Problem description. Locate each line in the records containing "parse". Copy it.
*** Data under study ***
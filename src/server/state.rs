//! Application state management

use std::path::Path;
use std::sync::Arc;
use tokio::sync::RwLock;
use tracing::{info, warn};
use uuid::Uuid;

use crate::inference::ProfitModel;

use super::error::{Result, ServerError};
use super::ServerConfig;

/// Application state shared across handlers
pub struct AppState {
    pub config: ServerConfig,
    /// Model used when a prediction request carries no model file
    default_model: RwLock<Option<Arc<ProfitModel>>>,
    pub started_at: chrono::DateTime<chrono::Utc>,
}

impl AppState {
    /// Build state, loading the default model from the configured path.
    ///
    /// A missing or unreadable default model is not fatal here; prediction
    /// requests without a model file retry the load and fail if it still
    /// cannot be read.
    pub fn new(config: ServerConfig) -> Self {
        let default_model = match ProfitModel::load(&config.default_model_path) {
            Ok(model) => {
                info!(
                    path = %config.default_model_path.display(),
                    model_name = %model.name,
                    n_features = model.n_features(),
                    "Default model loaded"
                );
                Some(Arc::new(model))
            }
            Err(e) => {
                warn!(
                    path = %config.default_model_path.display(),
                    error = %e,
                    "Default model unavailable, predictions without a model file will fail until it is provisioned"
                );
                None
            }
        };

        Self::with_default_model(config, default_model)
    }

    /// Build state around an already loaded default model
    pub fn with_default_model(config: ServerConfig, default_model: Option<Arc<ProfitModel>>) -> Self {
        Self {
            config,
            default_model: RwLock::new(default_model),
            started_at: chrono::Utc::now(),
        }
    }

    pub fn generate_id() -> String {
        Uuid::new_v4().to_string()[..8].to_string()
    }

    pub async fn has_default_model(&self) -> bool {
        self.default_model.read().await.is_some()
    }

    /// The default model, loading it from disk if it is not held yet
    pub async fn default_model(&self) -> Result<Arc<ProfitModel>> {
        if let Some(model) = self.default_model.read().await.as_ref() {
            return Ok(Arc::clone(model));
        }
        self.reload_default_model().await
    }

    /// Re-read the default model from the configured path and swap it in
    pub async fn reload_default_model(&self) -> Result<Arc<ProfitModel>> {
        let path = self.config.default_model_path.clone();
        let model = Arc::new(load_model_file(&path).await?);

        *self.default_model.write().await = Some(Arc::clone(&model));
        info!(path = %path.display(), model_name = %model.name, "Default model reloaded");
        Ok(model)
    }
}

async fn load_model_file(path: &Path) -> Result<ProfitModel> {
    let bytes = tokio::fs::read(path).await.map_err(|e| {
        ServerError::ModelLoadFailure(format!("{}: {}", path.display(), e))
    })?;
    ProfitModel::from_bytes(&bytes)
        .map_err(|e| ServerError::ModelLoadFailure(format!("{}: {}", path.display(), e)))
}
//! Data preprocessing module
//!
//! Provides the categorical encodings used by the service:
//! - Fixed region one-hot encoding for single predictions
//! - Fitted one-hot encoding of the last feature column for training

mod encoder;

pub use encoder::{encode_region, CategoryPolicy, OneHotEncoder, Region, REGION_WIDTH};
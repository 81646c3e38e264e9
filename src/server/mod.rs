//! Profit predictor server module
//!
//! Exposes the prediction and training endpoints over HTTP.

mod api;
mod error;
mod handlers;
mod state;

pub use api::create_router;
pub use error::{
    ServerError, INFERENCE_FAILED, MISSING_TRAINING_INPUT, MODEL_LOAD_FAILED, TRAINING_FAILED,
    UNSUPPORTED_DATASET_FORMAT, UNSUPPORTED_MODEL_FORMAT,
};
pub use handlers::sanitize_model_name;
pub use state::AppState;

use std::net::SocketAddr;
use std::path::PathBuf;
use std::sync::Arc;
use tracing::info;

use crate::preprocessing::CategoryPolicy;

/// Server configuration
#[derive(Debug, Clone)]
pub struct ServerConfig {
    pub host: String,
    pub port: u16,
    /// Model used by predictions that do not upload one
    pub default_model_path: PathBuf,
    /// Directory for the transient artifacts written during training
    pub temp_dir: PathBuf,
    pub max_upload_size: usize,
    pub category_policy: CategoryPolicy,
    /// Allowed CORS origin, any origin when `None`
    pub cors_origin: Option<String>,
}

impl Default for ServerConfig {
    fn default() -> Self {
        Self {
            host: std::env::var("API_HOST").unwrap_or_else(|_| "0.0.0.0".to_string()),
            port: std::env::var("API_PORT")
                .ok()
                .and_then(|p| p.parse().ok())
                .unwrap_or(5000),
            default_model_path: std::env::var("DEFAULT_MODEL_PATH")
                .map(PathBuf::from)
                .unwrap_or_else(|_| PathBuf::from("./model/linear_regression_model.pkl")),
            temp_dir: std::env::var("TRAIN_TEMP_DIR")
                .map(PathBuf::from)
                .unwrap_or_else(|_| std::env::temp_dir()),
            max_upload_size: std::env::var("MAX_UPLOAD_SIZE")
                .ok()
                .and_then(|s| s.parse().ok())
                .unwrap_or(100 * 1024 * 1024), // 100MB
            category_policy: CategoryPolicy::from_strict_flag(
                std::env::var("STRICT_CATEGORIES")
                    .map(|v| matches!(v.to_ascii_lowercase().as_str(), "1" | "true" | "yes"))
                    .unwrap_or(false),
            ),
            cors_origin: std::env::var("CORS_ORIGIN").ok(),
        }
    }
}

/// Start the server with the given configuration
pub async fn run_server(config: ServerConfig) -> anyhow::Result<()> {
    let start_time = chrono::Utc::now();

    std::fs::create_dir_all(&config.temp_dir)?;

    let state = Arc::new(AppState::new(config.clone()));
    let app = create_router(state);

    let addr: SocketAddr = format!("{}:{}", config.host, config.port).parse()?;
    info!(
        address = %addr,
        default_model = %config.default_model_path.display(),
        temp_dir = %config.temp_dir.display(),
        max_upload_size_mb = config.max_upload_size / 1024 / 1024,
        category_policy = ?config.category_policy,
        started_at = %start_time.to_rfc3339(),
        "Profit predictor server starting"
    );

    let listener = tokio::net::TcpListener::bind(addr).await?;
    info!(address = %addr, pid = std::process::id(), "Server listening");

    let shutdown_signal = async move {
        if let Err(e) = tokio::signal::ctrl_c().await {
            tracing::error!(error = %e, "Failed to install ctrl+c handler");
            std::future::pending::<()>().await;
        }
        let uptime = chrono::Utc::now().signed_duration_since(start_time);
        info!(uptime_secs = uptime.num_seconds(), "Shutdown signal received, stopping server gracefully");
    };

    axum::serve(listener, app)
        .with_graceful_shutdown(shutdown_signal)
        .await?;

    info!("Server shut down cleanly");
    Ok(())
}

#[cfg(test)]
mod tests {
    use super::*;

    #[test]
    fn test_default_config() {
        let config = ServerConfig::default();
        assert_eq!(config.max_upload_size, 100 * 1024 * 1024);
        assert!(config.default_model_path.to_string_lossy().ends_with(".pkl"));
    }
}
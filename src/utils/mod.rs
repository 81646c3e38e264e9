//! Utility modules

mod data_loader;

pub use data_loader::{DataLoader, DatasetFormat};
***
Answer to this problem.
                .and_then(|p| p.parse().ok())
                .and_then(|s| s.parse().ok())
    let addr: SocketAddr = format!("{}:{}", config.host, config.port).parse()?;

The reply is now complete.